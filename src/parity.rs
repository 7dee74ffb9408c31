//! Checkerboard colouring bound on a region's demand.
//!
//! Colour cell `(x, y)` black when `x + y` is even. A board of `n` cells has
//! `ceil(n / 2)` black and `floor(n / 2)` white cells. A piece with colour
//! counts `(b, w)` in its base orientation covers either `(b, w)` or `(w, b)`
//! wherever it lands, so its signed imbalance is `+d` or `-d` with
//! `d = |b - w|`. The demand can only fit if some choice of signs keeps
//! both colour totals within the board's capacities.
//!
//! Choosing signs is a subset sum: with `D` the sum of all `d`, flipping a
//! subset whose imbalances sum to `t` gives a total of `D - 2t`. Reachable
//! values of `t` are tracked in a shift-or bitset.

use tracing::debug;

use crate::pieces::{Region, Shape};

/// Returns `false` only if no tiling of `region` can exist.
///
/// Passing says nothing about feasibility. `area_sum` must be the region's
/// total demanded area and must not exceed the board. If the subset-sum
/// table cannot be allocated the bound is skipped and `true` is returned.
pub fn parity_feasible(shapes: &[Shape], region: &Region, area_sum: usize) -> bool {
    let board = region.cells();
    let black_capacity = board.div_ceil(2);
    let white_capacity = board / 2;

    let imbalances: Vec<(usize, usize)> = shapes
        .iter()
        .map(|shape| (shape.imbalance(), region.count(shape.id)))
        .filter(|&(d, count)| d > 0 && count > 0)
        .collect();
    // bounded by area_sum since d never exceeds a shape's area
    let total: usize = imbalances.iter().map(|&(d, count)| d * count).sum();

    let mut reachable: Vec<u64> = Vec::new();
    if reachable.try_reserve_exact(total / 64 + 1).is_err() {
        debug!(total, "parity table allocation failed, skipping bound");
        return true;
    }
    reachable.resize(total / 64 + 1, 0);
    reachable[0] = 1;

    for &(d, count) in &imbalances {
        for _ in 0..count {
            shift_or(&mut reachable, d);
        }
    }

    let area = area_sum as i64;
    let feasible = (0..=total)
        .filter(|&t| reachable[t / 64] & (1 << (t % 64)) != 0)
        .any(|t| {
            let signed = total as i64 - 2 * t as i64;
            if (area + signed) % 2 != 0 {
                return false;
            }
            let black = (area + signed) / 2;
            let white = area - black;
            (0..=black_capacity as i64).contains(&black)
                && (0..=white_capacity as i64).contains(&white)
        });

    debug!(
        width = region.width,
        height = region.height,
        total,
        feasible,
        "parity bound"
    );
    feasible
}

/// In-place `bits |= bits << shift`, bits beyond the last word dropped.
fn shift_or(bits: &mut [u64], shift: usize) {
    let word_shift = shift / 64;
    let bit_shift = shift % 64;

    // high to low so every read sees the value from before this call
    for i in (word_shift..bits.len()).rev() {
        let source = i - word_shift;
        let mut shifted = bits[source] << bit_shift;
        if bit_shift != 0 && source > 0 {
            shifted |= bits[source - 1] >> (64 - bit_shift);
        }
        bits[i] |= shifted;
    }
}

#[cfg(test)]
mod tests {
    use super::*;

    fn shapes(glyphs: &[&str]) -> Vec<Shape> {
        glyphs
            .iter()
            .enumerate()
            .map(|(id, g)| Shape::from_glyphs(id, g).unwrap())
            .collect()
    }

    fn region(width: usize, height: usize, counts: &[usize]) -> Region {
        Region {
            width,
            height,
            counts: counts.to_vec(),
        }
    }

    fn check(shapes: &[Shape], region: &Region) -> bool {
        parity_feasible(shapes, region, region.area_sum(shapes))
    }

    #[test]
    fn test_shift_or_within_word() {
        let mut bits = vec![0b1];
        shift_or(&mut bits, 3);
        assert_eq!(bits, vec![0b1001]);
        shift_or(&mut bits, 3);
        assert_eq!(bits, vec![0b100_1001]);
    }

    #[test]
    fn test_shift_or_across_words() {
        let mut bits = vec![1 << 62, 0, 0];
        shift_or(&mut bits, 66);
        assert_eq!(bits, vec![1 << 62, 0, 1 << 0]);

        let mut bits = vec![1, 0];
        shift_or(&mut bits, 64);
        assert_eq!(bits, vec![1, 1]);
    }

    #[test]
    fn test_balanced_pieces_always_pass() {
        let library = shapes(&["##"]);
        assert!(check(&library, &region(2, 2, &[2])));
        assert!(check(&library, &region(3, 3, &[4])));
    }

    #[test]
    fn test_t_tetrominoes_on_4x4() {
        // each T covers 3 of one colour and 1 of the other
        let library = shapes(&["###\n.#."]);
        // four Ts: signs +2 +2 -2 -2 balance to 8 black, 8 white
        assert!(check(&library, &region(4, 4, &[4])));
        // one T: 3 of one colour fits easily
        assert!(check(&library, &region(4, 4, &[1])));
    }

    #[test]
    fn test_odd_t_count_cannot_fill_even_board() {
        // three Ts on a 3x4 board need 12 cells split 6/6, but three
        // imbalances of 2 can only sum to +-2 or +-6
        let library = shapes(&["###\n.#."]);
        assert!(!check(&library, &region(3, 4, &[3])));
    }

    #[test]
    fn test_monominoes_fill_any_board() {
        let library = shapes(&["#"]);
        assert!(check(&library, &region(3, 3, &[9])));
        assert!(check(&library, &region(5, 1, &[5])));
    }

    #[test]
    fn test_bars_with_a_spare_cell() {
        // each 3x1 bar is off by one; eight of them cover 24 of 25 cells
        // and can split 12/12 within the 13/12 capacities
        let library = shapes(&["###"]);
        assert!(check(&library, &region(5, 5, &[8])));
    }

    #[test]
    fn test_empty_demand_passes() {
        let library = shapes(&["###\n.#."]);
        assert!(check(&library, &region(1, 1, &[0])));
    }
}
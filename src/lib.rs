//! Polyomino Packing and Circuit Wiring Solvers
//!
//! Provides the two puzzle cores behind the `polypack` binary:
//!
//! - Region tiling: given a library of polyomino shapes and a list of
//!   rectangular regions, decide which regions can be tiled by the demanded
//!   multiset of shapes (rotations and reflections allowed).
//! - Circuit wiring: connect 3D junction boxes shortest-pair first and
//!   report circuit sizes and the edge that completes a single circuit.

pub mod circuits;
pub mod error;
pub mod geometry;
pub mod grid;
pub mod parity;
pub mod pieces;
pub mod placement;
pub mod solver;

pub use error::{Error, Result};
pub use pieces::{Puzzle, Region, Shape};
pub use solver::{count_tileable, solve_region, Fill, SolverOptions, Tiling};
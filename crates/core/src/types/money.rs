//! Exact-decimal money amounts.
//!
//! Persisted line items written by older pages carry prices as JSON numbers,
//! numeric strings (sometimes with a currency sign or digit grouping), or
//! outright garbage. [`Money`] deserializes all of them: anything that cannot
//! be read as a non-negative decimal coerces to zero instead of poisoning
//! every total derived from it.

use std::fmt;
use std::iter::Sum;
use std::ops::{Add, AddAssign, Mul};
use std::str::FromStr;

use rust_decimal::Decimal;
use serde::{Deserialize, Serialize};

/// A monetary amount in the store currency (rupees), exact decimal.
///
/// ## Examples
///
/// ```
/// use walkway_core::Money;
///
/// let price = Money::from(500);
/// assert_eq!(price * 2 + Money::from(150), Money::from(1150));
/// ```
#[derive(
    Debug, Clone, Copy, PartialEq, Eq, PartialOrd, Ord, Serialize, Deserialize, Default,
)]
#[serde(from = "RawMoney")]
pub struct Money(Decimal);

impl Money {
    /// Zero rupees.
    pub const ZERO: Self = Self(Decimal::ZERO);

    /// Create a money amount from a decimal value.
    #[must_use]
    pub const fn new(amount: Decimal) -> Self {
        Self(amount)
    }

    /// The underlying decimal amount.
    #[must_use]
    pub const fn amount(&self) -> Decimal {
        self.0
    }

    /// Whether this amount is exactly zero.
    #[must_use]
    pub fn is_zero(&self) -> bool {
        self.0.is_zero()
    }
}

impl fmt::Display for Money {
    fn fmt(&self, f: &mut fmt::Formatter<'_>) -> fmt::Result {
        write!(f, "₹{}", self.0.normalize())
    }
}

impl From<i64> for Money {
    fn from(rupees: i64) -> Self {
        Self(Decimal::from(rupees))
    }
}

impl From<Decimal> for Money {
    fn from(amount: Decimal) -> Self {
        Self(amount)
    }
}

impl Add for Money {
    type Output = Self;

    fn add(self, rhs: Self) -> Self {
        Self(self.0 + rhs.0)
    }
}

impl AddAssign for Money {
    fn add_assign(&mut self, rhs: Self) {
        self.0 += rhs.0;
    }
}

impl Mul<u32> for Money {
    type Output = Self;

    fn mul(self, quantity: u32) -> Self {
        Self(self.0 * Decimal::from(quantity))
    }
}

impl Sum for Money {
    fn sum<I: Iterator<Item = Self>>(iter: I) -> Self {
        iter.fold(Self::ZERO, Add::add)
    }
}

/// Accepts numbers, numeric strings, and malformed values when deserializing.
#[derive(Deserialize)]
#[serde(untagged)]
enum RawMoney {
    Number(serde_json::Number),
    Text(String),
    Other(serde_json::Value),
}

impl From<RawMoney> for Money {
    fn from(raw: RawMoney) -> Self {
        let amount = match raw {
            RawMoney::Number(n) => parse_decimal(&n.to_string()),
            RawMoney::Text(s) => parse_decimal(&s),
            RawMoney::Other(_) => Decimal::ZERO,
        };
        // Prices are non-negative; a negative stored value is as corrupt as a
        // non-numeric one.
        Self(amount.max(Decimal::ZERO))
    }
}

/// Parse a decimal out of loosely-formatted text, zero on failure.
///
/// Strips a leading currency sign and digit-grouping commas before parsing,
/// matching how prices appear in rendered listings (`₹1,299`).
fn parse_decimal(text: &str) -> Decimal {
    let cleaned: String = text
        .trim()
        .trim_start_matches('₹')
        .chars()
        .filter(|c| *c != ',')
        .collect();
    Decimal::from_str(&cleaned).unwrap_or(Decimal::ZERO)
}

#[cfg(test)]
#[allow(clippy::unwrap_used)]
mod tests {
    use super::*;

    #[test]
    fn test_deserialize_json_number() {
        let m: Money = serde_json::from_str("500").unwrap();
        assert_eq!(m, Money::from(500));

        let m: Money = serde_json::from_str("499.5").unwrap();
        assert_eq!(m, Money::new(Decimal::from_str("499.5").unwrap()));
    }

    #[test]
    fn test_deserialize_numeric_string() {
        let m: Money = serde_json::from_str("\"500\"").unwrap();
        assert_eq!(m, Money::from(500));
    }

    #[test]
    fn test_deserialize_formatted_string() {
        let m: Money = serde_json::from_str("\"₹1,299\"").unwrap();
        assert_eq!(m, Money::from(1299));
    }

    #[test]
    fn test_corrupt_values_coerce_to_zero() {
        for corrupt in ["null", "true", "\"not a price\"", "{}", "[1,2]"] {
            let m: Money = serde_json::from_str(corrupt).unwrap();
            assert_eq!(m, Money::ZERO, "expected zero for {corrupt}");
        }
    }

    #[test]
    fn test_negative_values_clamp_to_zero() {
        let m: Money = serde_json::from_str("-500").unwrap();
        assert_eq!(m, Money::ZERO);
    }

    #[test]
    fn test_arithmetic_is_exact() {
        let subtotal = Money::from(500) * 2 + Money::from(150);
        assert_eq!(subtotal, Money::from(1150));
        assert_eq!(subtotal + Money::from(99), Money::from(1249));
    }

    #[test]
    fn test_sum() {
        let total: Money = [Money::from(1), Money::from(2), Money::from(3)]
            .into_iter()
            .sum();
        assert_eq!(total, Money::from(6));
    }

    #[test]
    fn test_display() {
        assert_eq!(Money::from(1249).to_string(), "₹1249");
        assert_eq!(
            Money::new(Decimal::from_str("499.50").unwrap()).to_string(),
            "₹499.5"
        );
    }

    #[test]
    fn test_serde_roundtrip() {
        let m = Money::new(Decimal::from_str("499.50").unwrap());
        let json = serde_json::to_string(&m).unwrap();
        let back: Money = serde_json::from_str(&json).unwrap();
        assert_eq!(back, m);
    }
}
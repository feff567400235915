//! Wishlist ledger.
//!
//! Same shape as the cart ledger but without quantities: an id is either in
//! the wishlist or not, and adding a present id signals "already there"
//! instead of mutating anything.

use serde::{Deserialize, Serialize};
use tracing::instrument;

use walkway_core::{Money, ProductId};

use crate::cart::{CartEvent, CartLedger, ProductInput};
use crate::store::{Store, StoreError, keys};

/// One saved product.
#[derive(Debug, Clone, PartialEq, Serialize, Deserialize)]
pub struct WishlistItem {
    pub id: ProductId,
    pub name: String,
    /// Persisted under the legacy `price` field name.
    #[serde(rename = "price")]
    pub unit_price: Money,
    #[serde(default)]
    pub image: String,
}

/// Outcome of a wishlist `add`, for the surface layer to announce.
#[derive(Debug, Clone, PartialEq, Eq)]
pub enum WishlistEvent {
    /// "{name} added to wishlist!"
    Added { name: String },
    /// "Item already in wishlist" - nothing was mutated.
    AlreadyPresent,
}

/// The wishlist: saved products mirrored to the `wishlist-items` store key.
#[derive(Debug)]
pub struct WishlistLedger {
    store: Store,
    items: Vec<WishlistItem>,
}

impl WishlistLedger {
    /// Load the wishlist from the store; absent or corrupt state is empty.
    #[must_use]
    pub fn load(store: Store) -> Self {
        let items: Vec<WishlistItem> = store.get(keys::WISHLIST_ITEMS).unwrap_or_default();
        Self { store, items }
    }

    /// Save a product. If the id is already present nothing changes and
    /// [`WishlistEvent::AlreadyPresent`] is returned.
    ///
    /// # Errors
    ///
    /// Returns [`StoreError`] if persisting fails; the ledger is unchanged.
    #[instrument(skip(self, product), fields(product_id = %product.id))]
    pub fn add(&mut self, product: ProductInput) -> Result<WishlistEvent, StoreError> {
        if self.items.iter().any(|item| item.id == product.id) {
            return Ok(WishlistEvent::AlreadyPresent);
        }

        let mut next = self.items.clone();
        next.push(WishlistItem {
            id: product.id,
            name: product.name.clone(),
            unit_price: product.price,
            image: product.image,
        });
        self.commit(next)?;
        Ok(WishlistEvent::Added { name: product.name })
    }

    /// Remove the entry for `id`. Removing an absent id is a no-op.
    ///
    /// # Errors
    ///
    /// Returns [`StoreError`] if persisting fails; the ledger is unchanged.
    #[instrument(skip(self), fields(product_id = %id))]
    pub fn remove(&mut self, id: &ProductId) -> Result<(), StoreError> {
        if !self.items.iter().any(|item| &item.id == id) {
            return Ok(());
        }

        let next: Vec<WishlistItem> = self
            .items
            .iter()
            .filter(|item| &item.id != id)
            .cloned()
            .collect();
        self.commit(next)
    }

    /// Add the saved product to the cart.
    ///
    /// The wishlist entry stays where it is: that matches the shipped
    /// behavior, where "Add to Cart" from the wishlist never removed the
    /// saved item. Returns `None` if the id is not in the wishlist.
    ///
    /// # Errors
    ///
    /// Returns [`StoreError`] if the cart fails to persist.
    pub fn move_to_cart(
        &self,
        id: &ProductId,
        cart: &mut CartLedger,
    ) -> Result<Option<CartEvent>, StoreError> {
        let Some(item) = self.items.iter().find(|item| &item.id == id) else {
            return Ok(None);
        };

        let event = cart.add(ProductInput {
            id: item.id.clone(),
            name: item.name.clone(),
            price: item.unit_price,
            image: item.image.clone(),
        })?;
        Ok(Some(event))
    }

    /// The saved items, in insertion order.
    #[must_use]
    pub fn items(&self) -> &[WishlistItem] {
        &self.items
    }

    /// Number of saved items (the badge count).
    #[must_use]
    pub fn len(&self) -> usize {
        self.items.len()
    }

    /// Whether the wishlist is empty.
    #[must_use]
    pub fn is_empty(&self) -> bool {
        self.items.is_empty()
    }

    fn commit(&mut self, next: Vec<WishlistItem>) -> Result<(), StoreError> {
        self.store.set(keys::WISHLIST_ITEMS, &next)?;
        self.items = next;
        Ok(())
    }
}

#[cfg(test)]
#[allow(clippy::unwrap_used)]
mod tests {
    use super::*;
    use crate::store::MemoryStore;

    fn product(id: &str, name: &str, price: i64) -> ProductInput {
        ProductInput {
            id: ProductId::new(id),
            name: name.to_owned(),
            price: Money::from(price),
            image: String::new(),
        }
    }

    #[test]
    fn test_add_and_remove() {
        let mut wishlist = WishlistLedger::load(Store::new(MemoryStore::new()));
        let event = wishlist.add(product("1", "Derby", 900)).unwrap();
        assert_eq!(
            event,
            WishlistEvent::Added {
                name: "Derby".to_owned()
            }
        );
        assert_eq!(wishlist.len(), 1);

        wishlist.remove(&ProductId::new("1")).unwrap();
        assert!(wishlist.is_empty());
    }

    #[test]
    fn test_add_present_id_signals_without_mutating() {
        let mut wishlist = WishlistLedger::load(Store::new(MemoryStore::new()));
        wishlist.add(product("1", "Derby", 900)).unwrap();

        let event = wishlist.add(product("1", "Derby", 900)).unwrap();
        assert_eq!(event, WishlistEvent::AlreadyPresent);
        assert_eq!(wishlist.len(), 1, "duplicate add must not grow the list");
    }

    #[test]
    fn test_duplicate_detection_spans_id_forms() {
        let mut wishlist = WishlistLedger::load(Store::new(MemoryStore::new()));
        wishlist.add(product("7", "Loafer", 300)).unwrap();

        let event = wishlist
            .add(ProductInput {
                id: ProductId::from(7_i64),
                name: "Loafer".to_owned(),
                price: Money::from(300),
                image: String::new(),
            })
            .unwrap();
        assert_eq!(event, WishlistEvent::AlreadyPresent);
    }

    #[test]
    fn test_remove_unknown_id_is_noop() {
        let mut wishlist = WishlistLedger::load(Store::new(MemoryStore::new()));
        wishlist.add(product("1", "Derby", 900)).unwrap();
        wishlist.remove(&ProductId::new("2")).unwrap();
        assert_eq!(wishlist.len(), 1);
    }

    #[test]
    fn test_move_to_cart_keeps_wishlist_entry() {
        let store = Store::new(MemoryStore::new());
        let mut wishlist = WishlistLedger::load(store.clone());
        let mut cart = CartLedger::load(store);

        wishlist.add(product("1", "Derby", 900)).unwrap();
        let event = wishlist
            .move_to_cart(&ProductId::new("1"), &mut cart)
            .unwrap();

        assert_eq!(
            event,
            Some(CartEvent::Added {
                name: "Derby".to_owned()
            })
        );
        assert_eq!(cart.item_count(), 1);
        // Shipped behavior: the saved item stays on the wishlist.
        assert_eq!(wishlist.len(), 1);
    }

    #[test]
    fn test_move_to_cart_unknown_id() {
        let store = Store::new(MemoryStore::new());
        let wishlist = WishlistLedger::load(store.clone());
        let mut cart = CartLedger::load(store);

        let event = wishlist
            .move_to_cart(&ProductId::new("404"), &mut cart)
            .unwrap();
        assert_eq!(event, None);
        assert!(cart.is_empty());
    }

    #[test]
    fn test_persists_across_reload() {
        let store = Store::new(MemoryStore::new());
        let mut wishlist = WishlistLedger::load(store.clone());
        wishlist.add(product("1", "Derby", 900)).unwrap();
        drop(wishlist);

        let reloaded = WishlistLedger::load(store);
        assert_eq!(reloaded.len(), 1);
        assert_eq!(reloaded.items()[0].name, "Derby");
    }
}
◇ ◇ ◇ ◇ ◇ ◇ ◇
- _WHAT THIS TASK INVOLVES_
The string "Loafer" may occur in the listing; show every line where it does.

- _EXPECTED OUTPUT_
        wishlist.add(product("7", "Loafer", 300)).unwrap();
                name: "Loafer".to_owned(),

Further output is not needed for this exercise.